Metabolomics data mining method: WT-HCA

XIA Jinmei;WU Xiaojian;YUAN Yingjin   

  • Online:2007-07-05 Published:2007-07-05

摘要:

针对现有的代谢物组学信息挖掘方法存在的问题,尝试将小波分析(wavelet analysis)与无导式模式识别手段等级聚类分析(hierarchical clustering analysis, HCA)相结合,整合小波分析在频域去噪及信息提取的能力和等级聚类分析客观性强的特点,建立了小波变换-等级聚类分析(wavelet transform-hierarchical clustering analysis, WT-HCA)方法。以文献拟南芥代谢物组数据为例,考察了所建立方法提取代谢物组信息的能力。结果表明,WT-HCA方法可以有效地提取代谢物组信息。

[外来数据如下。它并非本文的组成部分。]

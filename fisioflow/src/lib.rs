//! # fisioflow
//!
//! Host crate for the FisioFlow backend cores.
//!
//! ```text
//! ┌──────────────────────────────────────────────┐
//! │                 FisioFlow host               │
//! │   config · telemetry · settlement scheduler  │
//! │  ┌────────────────────┐ ┌──────────────────┐ │
//! │  │  fisioflow-core    │ │  fisioflow-llm   │ │
//! │  │  vouchers, ledger, │ │  KB, routing,    │ │
//! │  │  withdrawals       │ │  usage ledger    │ │
//! │  └─────────┬──────────┘ └────────┬─────────┘ │
//! │            └──── fisioflow-store ┘           │
//! └──────────────────────────────────────────────┘
//! ```
//!
//! - `config` : the composite `fisioflow.toml`
//! - `telemetry` : tracing subscriber setup
//! - `host` : [`FisioFlow`], built once per process
//! - `scheduler` : periodic settlement and voucher expiry

#![deny(clippy::unwrap_used)]
#![deny(missing_docs)]
#![warn(clippy::pedantic)]
#![allow(clippy::module_name_repetitions)]

pub mod config;
pub mod error;
pub mod host;
pub mod scheduler;
pub mod telemetry;

pub use config::{FisioConfig, GeneralConfig, LogFormat};
pub use error::{HostError, Result};
pub use host::FisioFlow;
pub use scheduler::SettlementScheduler;
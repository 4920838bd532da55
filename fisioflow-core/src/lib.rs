//! # FisioFlow Core
//!
//! Partner voucher and settlement engine for a physiotherapy marketplace.
//!
//! Partners (clinics and independent therapists) sell prepaid session
//! bundles ([`Voucher`]s) to patients. Each completed session settles
//! against an append-only ledger:
//!
//! - **Issuance** allocates a unique human-typable code; no money moves.
//! - **Redemption** checks and consumes one voucher session atomically,
//!   freezes the partner's commission split on the session and appends the
//!   revenue, fee and partner-credit entries.
//! - **Settlement** matures pending partner credits into the available
//!   balance under a pluggable [`MaturationPolicy`].
//! - **Withdrawal** reserves available balance at dispatch and debits it at
//!   completion.
//! - **Reversal** (cancellation after completion, refund) appends negating
//!   entries; nothing in the ledger is ever updated or deleted.
//!
//! ## Money
//!
//! All amounts are exact [`rust_decimal::Decimal`] values with two decimal
//! places. Fees round half away from zero; the partner net is always the
//! remainder so a settlement sums exactly to its gross.

#![deny(clippy::unwrap_used)]
#![deny(missing_docs)]
#![warn(clippy::pedantic)]
#![allow(clippy::module_name_repetitions)]

pub mod code;
pub mod commission;
pub mod config;
pub mod engine;
pub mod error;
pub mod ledger;
pub mod metrics;
pub mod money;
pub mod partner;
pub mod schema;
pub mod session;
pub mod settlement;
pub mod types;
pub mod voucher;
pub mod withdrawal;

pub use commission::CommissionSnapshot;
pub use config::CoreConfig;
pub use engine::{IssueVoucher, Redemption, SessionSource, VoucherEngine};
pub use error::{ErrorClass, ErrorKind, FisioError, Result};
pub use ledger::{LedgerAudit, LedgerEntry};
pub use metrics::{CounterSnapshot, FisioCounters};
pub use partner::{CommissionSplit, Partner};
pub use session::{Session, SessionMetadata};
pub use settlement::MaturationPolicy;
pub use types::*;
pub use voucher::Voucher;
pub use withdrawal::{Destination, Withdrawal};
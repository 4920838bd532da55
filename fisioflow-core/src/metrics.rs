//! Engine counters.
//!
//! Lock-free `AtomicU64` counters incremented on the hot path and read on
//! dashboard export. Counts are process-local; the ledger remains the source
//! of truth for money.

use std::sync::atomic::{AtomicU64, Ordering};

/// Atomic counters for engine events.
#[derive(Debug)]
pub struct FisioCounters {
    /// Vouchers issued.
    pub vouchers_issued: AtomicU64,
    /// Payments confirmed (idempotent replays excluded).
    pub payments_confirmed: AtomicU64,
    /// Sessions completed against a voucher or in cash.
    pub redemptions: AtomicU64,
    /// Redemption attempts refused by a precondition.
    pub redemptions_rejected: AtomicU64,
    /// Reversal groups written (cancellations after completion and refunds).
    pub reversals: AtomicU64,
    /// Credits matured by settlement.
    pub credits_matured: AtomicU64,
    /// Withdrawals completed.
    pub withdrawals_completed: AtomicU64,
    /// Withdrawals failed.
    pub withdrawals_failed: AtomicU64,
    /// Withdrawals cancelled.
    pub withdrawals_cancelled: AtomicU64,
}

impl FisioCounters {
    /// Create a new set of zeroed counters.
    #[must_use]
    pub const fn new() -> Self {
        Self {
            vouchers_issued: AtomicU64::new(0),
            payments_confirmed: AtomicU64::new(0),
            redemptions: AtomicU64::new(0),
            redemptions_rejected: AtomicU64::new(0),
            reversals: AtomicU64::new(0),
            credits_matured: AtomicU64::new(0),
            withdrawals_completed: AtomicU64::new(0),
            withdrawals_failed: AtomicU64::new(0),
            withdrawals_cancelled: AtomicU64::new(0),
        }
    }

    /// Add `n` to a counter.
    pub fn add(counter: &AtomicU64, n: u64) {
        counter.fetch_add(n, Ordering::Relaxed);
    }

    /// Snapshot all counters for export.
    #[must_use]
    pub fn snapshot(&self) -> CounterSnapshot {
        CounterSnapshot {
            vouchers_issued: self.vouchers_issued.load(Ordering::Relaxed),
            payments_confirmed: self.payments_confirmed.load(Ordering::Relaxed),
            redemptions: self.redemptions.load(Ordering::Relaxed),
            redemptions_rejected: self.redemptions_rejected.load(Ordering::Relaxed),
            reversals: self.reversals.load(Ordering::Relaxed),
            credits_matured: self.credits_matured.load(Ordering::Relaxed),
            withdrawals: [
                self.withdrawals_completed.load(Ordering::Relaxed),
                self.withdrawals_failed.load(Ordering::Relaxed),
                self.withdrawals_cancelled.load(Ordering::Relaxed),
            ],
        }
    }
}

impl Default for FisioCounters {
    fn default() -> Self {
        Self::new()
    }
}

/// A snapshot of counter values at a point in time.
#[derive(Debug, Clone, PartialEq, Eq)]
pub struct CounterSnapshot {
    /// Vouchers issued.
    pub vouchers_issued: u64,
    /// Payments confirmed.
    pub payments_confirmed: u64,
    /// Sessions completed.
    pub redemptions: u64,
    /// Redemptions refused.
    pub redemptions_rejected: u64,
    /// Reversal groups written.
    pub reversals: u64,
    /// Credits matured.
    pub credits_matured: u64,
    /// Withdrawals by terminal state [completed, failed, cancelled].
    pub withdrawals: [u64; 3],
}

impl CounterSnapshot {
    /// Format as Prometheus-compatible text.
    #[must_use]
    pub fn to_prometheus(&self) -> String {
        format!(
            "# HELP fisioflow_vouchers_issued_total Vouchers issued\n\
             # TYPE fisioflow_vouchers_issued_total counter\n\
             fisioflow_vouchers_issued_total {}\n\
             # HELP fisioflow_payments_confirmed_total Voucher payments confirmed\n\
             # TYPE fisioflow_payments_confirmed_total counter\n\
             fisioflow_payments_confirmed_total {}\n\
             # HELP fisioflow_redemptions_total Sessions completed\n\
             # TYPE fisioflow_redemptions_total counter\n\
             fisioflow_redemptions_total {}\n\
             # HELP fisioflow_redemptions_rejected_total Redemptions refused by a precondition\n\
             # TYPE fisioflow_redemptions_rejected_total counter\n\
             fisioflow_redemptions_rejected_total {}\n\
             # HELP fisioflow_reversals_total Settlement reversal groups\n\
             # TYPE fisioflow_reversals_total counter\n\
             fisioflow_reversals_total {}\n\
             # HELP fisioflow_credits_matured_total Partner credits matured\n\
             # TYPE fisioflow_credits_matured_total counter\n\
             fisioflow_credits_matured_total {}\n\
             # HELP fisioflow_withdrawals_total Withdrawals by terminal state\n\
             # TYPE fisioflow_withdrawals_total counter\n\
             fisioflow_withdrawals_total{{state=\"completed\"}} {}\n\
             fisioflow_withdrawals_total{{state=\"failed\"}} {}\n\
             fisioflow_withdrawals_total{{state=\"cancelled\"}} {}\n",
            self.vouchers_issued,
            self.payments_confirmed,
            self.redemptions,
            self.redemptions_rejected,
            self.reversals,
            self.credits_matured,
            self.withdrawals[0],
            self.withdrawals[1],
            self.withdrawals[2],
        )
    }
}

#[cfg(test)]
mod tests {
    use super::*;

    #[test]
    fn counters_render_prometheus() {
        let counters = FisioCounters::new();
        FisioCounters::add(&counters.redemptions, 2);
        FisioCounters::add(&counters.withdrawals_failed, 1);
        let text = counters.snapshot().to_prometheus();
        assert!(text.contains("fisioflow_redemptions_total 2"));
        assert!(text.contains("fisioflow_withdrawals_total{state=\"failed\"} 1"));
    }
}
//! FisioFlow benchmarks.
//!
//!   redeem_session_in_memory ...... one full redemption transaction
//!   commission_compute ............ split of one session price
//!   provider_rank_premium_8 ....... premium ranking over 8 providers
//!   knowledge_rank_500 ............ KB match and rank over 500 items

use std::hint::black_box;

use chrono::{Duration, Utc};
use criterion::{BatchSize, Criterion, criterion_group, criterion_main};
use fisioflow_core::{
    CommissionSnapshot, CommissionSplit, CoreConfig, IssueVoucher, PatientId, SessionMetadata, VoucherEngine, VoucherType,
};
use fisioflow_llm::selector::{self, Candidate};
use fisioflow_llm::{KnowledgeItem, TaskType, UserTier, knowledge};
use rust_decimal::Decimal;
use rust_decimal_macros::dec;
use uuid::Uuid;

fn bench_redemption(c: &mut Criterion) {
    let engine = VoucherEngine::in_memory(CoreConfig::default()).expect("engine");
    let split = CommissionSplit::new(dec!(10), dec!(3), dec!(2), dec!(85));
    let partner = engine.create_partner("Bench Studio", split, None).expect("partner").id;
    engine.activate_partner(partner).expect("activate");
    let patient = PatientId::new();
    engine.register_patient(patient, "Bench Patient").expect("patient");

    let issue = IssueVoucher {
        partner_id: partner,
        patient_id: patient,
        voucher_type: VoucherType::Single,
        sessions_total: 1,
        price: dec!(120.00),
        discount: None,
        valid_from: None,
        valid_until: Utc::now() + Duration::days(30),
    };
    let meta = SessionMetadata::default();

    c.bench_function("redeem_session_in_memory", |b| {
        b.iter_batched(
            || {
                let v = engine.issue_voucher(&issue).expect("issue");
                engine.confirm_payment(v.id, &v.id.to_string(), "pix").expect("pay");
                v.code
            },
            |code| black_box(engine.redeem_session(&code, patient, &meta).expect("redeem")),
            BatchSize::SmallInput,
        );
    });
}

fn bench_commission(c: &mut Criterion) {
    let split = CommissionSplit::new(dec!(12.5), dec!(3), dec!(1.99), dec!(82.51));
    c.bench_function("commission_compute", |b| {
        b.iter(|| black_box(CommissionSnapshot::compute(black_box(dec!(137.77)), split)));
    });
}

fn bench_provider_rank(c: &mut Criterion) {
    let specialties = [TaskType::Medical, TaskType::Exercise];
    let none: [TaskType; 0] = [];
    let names: Vec<String> = (0..8).map(|i| format!("provider-{i}")).collect();
    c.bench_function("provider_rank_premium_8", |b| {
        b.iter(|| {
            let candidates = names
                .iter()
                .enumerate()
                .map(|(i, name)| Candidate {
                    name,
                    specialties: if i % 2 == 0 { &specialties[..] } else { &none[..] },
                    current_usage: u32::try_from(i * 7).unwrap_or(0),
                    rate_limit: 60,
                    cost_per_token: Decimal::new(i64::try_from(i + 1).unwrap_or(1), 6),
                    priority: u32::try_from(i % 3).unwrap_or(0),
                    index: i,
                })
                .collect();
            black_box(selector::rank(candidates, TaskType::Medical, UserTier::Premium, 0.8))
        });
    });
}

fn bench_knowledge_rank(c: &mut Criterion) {
    let now = Utc::now();
    let items: Vec<KnowledgeItem> = (0..500u32)
        .map(|i| KnowledgeItem {
            id: Uuid::new_v4(),
            title: format!("Protocol {i}: {}", if i % 5 == 0 { "lumbar stabilisation" } else { "shoulder mobility" }),
            content: "Progress load weekly and reassess pain scores.".into(),
            category: "protocols".into(),
            tags: vec!["rehab".into(), format!("week-{}", i % 12)],
            relevance_score: u8::try_from(i % 101).unwrap_or(100),
            created_at: now,
            updated_at: now,
        })
        .collect();

    c.bench_function("knowledge_rank_500", |b| {
        b.iter_batched(
            || items.clone(),
            |items| black_box(knowledge::rank(items, black_box("lumbar"), 5)),
            BatchSize::SmallInput,
        );
    });
}

criterion_group!(
    benches,
    bench_redemption,
    bench_commission,
    bench_provider_rank,
    bench_knowledge_rank,
);
criterion_main!(benches);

在系统默认距离定义方案下,WT-HCA方法能将亲本两类样品完全分开,而HCA方法基本不能将样品区分开;在另一种距离定义方案(样品间距离为欧氏距离,类间距离为离差平方和距离)下,WT-HCA方法将4类样品中的3类完全正确归类,总的分类正确率达到了93.75%,显著高于HCA所得到的84.375%的总体分类正确率。

Abstract:

The data mining methods used currently are very sensitive to the data being processed, and thus are difficult to be generalized.In order to overcome the shortcomings of the present methods, the de-noise ability of wavelet analysis and the objectivity characteristics of hierarchical clustering analysis (HCA)were integrated by combining the two methods together, and thus a new method—wavelet transform-hierarchical clustering analysis (WT-HCA) was established.The information extracting ability of the new method WT-HCA was investigated.The results showed that WT-HCA could obtain information from metabolomics data effectively.Under the default distance definition, WT-HCA could distinguish the two parental lines totally while HCA could hardly do so.Under another distance definition (distance between samples is the Euclidean distance, distance between groups is the ward distance), the overall percentage of correctly clustered samples after using WT-HCA could reach 93.75%, while HCA could only reach 84.375%.